[Items listed in a dataset]
===

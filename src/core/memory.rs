// In-memory device catalog and JSON snapshots of PnP devices

use crate::core::catalog::{DeviceCatalog, PropertySource};
use crate::core::entity::{EntityRecord, PnpEntity};
use crate::core::property::DeviceProperty;
use crate::core::query::EntityFilter;
use crate::error::{PnpError, Result};
use chrono::{DateTime, Utc};
use serde::{Deserialize, Serialize};
use std::cell::RefCell;
use std::fs;
use std::path::Path;
use std::rc::Rc;

struct MemoryDevice {
    record: EntityRecord,
    properties: RefCell<Vec<DeviceProperty>>,
}

impl MemoryDevice {
    fn has_id(&self, id: &str) -> bool {
        [&self.record.device_id, &self.record.pnp_device_id]
            .into_iter()
            .flatten()
            .any(|candidate| candidate.eq_ignore_ascii_case(id))
    }
}

/// Handle shared with the catalog, so later property changes are visible
struct MemoryHandle(Rc<MemoryDevice>);

impl PropertySource for MemoryHandle {
    fn fetch_property(&self, key: &str) -> Result<Option<DeviceProperty>> {
        Ok(self
            .0
            .properties
            .borrow()
            .iter()
            .find(|p| p.is_named(key))
            .cloned())
    }
}

/// Device catalog held in memory, evaluating filters natively
#[derive(Default)]
pub struct MemoryCatalog {
    devices: Vec<Rc<MemoryDevice>>,
}

impl MemoryCatalog {
    pub fn new() -> Self {
        Self::default()
    }

    pub fn from_snapshot(snapshot: DeviceSnapshot) -> Self {
        let mut catalog = Self::new();
        for device in snapshot.devices {
            catalog.add_device(device.record, device.properties);
        }
        catalog
    }

    pub fn add_device(&mut self, record: EntityRecord, properties: Vec<DeviceProperty>) {
        self.devices.push(Rc::new(MemoryDevice {
            record,
            properties: RefCell::new(properties),
        }));
    }

    pub fn len(&self) -> usize {
        self.devices.len()
    }

    pub fn is_empty(&self) -> bool {
        self.devices.is_empty()
    }

    /// Insert or replace a property on the device with the given id
    pub fn set_property(&self, device_id: &str, property: DeviceProperty) -> Result<()> {
        let device = self.device(device_id)?;
        let mut properties = device.properties.borrow_mut();

        match properties.iter_mut().find(|p| p.key.eq_ignore_ascii_case(&property.key)) {
            Some(existing) => *existing = property,
            None => properties.push(property),
        }
        Ok(())
    }

    /// Remove a property; returns whether it existed
    pub fn remove_property(&self, device_id: &str, key: &str) -> Result<bool> {
        let device = self.device(device_id)?;
        let mut properties = device.properties.borrow_mut();
        let before = properties.len();
        properties.retain(|p| !p.is_named(key));
        Ok(properties.len() != before)
    }

    fn device(&self, device_id: &str) -> Result<&Rc<MemoryDevice>> {
        self.devices
            .iter()
            .find(|d| d.has_id(device_id))
            .ok_or_else(|| PnpError::not_found(format!("No device with id {}", device_id)))
    }
}

impl DeviceCatalog for MemoryCatalog {
    fn query(&self, filter: &EntityFilter) -> Result<Vec<PnpEntity>> {
        Ok(self
            .devices
            .iter()
            .filter(|d| filter.matches(&d.record))
            .map(|d| PnpEntity::new(d.record.clone(), Box::new(MemoryHandle(Rc::clone(d)))))
            .collect())
    }
}

/// One device inside a snapshot
#[derive(Debug, Clone, Default, PartialEq, Serialize, Deserialize)]
pub struct SnapshotDevice {
    #[serde(flatten)]
    pub record: EntityRecord,
    #[serde(default)]
    pub properties: Vec<DeviceProperty>,
}

/// Point-in-time copy of PnP records and selected properties
#[derive(Debug, Clone, Default, PartialEq, Serialize, Deserialize)]
pub struct DeviceSnapshot {
    #[serde(default)]
    pub captured_at: Option<DateTime<Utc>>,
    #[serde(default)]
    pub devices: Vec<SnapshotDevice>,
}

impl DeviceSnapshot {
    /// Copy every entity matching `filter`, with the listed property keys
    pub fn capture<C>(catalog: &C, filter: &EntityFilter, keys: &[String]) -> Result<Self>
    where
        C: DeviceCatalog + ?Sized,
    {
        filter.validate()?;

        let mut devices = Vec::new();
        for entity in catalog.query(filter)? {
            let mut properties = Vec::new();
            for key in keys {
                match entity.device_property(key)? {
                    Some(property) => properties.push(property),
                    None => log::debug!(
                        "Skipping {} on {}: no value",
                        key,
                        entity.name().unwrap_or("<unnamed>")
                    ),
                }
            }
            devices.push(SnapshotDevice {
                record: entity.record().clone(),
                properties,
            });
        }

        Ok(Self {
            captured_at: Some(Utc::now()),
            devices,
        })
    }

    pub fn load(path: &Path) -> Result<Self> {
        let data = fs::read_to_string(path)?;
        let snapshot = serde_json::from_str(&data)?;
        Ok(snapshot)
    }

    pub fn save(&self, path: &Path) -> Result<()> {
        if let Some(parent) = path.parent().filter(|p| !p.as_os_str().is_empty()) {
            fs::create_dir_all(parent)?;
        }
        let data = serde_json::to_string_pretty(self)?;
        fs::write(path, data)?;
        Ok(())
    }
}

===

Reproduce all the records. Keep them exact, please.

filename src/core/memory.rs
// In-memory device catalog and JSON snapshots of PnP devices

use crate::core::catalog::{DeviceCatalog, PropertySource};
use crate::core::entity::{EntityRecord, PnpEntity};
use crate::core::property::DeviceProperty;
use crate::core::query::EntityFilter;
use crate::error::{PnpError, Result};
use chrono::{DateTime, Utc};
use serde::{Deserialize, Serialize};
use std::cell::RefCell;
use std::fs;
use std::path::Path;
use std::rc::Rc;

struct MemoryDevice {
    record: EntityRecord,
    properties: RefCell<Vec<DeviceProperty>>,
}

impl MemoryDevice {
    fn has_id(&self, id: &str) -> bool {
        [&self.record.device_id, &self.record.pnp_device_id]
            .into_iter()
            .flatten()
            .any(|candidate| candidate.eq_ignore_ascii_case(id))
    }
}

/// Handle shared with the catalog, so later property changes are visible
struct MemoryHandle(Rc<MemoryDevice>);

impl PropertySource for MemoryHandle {
    fn fetch_property(&self, key: &str) -> Result<Option<DeviceProperty>> {
        Ok(self
            .0
            .properties
            .borrow()
            .iter()
            .find(|p| p.is_named(key))
            .cloned())
    }
}

/// Device catalog held in memory, evaluating filters natively
#[derive(Default)]
pub struct MemoryCatalog {
    devices: Vec<Rc<MemoryDevice>>,
}

impl MemoryCatalog {
    pub fn new() -> Self {
        Self::default()
    }

    pub fn from_snapshot(snapshot: DeviceSnapshot) -> Self {
        let mut catalog = Self::new();
        for device in snapshot.devices {
            catalog.add_device(device.record, device.properties);
        }
        catalog
    }

    pub fn add_device(&mut self, record: EntityRecord, properties: Vec<DeviceProperty>) {
        self.devices.push(Rc::new(MemoryDevice {
            record,
            properties: RefCell::new(properties),
        }));
    }

    pub fn len(&self) -> usize {
        self.devices.len()
    }

    pub fn is_empty(&self) -> bool {
        self.devices.is_empty()
    }

    /// Insert or replace a property on the device with the given id
    pub fn set_property(&self, device_id: &str, property: DeviceProperty) -> Result<()> {
        let device = self.device(device_id)?;
        let mut properties = device.properties.borrow_mut();

        match properties.iter_mut().find(|p| p.key.eq_ignore_ascii_case(&property.key)) {
            Some(existing) => *existing = property,
            None => properties.push(property),
        }
        Ok(())
    }

    /// Remove a property; returns whether it existed
    pub fn remove_property(&self, device_id: &str, key: &str) -> Result<bool> {
        let device = self.device(device_id)?;
        let mut properties = device.properties.borrow_mut();
        let before = properties.len();
        properties.retain(|p| !p.is_named(key));
        Ok(properties.len() != before)
    }

    fn device(&self, device_id: &str) -> Result<&Rc<MemoryDevice>> {
        self.devices
            .iter()
            .find(|d| d.has_id(device_id))
            .ok_or_else(|| PnpError::not_found(format!("No device with id {}", device_id)))
    }
}

impl DeviceCatalog for MemoryCatalog {
    fn query(&self, filter: &EntityFilter) -> Result<Vec<PnpEntity>> {
        Ok(self
            .devices
            .iter()
            .filter(|d| filter.matches(&d.record))
            .map(|d| PnpEntity::new(d.record.clone(), Box::new(MemoryHandle(Rc::clone(d)))))
            .collect())
    }
}

/// One device inside a snapshot
#[derive(Debug, Clone, Default, PartialEq, Serialize, Deserialize)]
pub struct SnapshotDevice {
    #[serde(flatten)]
    pub record: EntityRecord,
    #[serde(default)]
    pub properties: Vec<DeviceProperty>,
}

/// Point-in-time copy of PnP records and selected properties
#[derive(Debug, Clone, Default, PartialEq, Serialize, Deserialize)]
pub struct DeviceSnapshot {
    #[serde(default)]
    pub captured_at: Option<DateTime<Utc>>,
    #[serde(default)]
    pub devices: Vec<SnapshotDevice>,
}

impl DeviceSnapshot {
    /// Copy every entity matching `filter`, with the listed property keys
    pub fn capture<C>(catalog: &C, filter: &EntityFilter, keys: &[String]) -> Result<Self>
    where
        C: DeviceCatalog + ?Sized,
    {
        filter.validate()?;

        let mut devices = Vec::new();
        for entity in catalog.query(filter)? {
            let mut properties = Vec::new();
            for key in keys {
                match entity.device_property(key)? {
                    Some(property) => properties.push(property),
                    None => log::debug!(
                        "Skipping {} on {}: no value",
                        key,
                        entity.name().unwrap_or("<unnamed>")
                    ),
                }
            }
            devices.push(SnapshotDevice {
                record: entity.record().clone(),
                properties,
            });
        }

        Ok(Self {
            captured_at: Some(Utc::now()),
            devices,
        })
    }

    pub fn load(path: &Path) -> Result<Self> {
        let data = fs::read_to_string(path)?;
        let snapshot = serde_json::from_str(&data)?;
        Ok(snapshot)
    }

    pub fn save(&self, path: &Path) -> Result<()> {
        if let Some(parent) = path.parent().filter(|p| !p.as_os_str().is_empty()) {
            fs::create_dir_all(parent)?;
        }
        let data = serde_json::to_string_pretty(self)?;
        fs::write(path, data)?;
        Ok(())
    }
}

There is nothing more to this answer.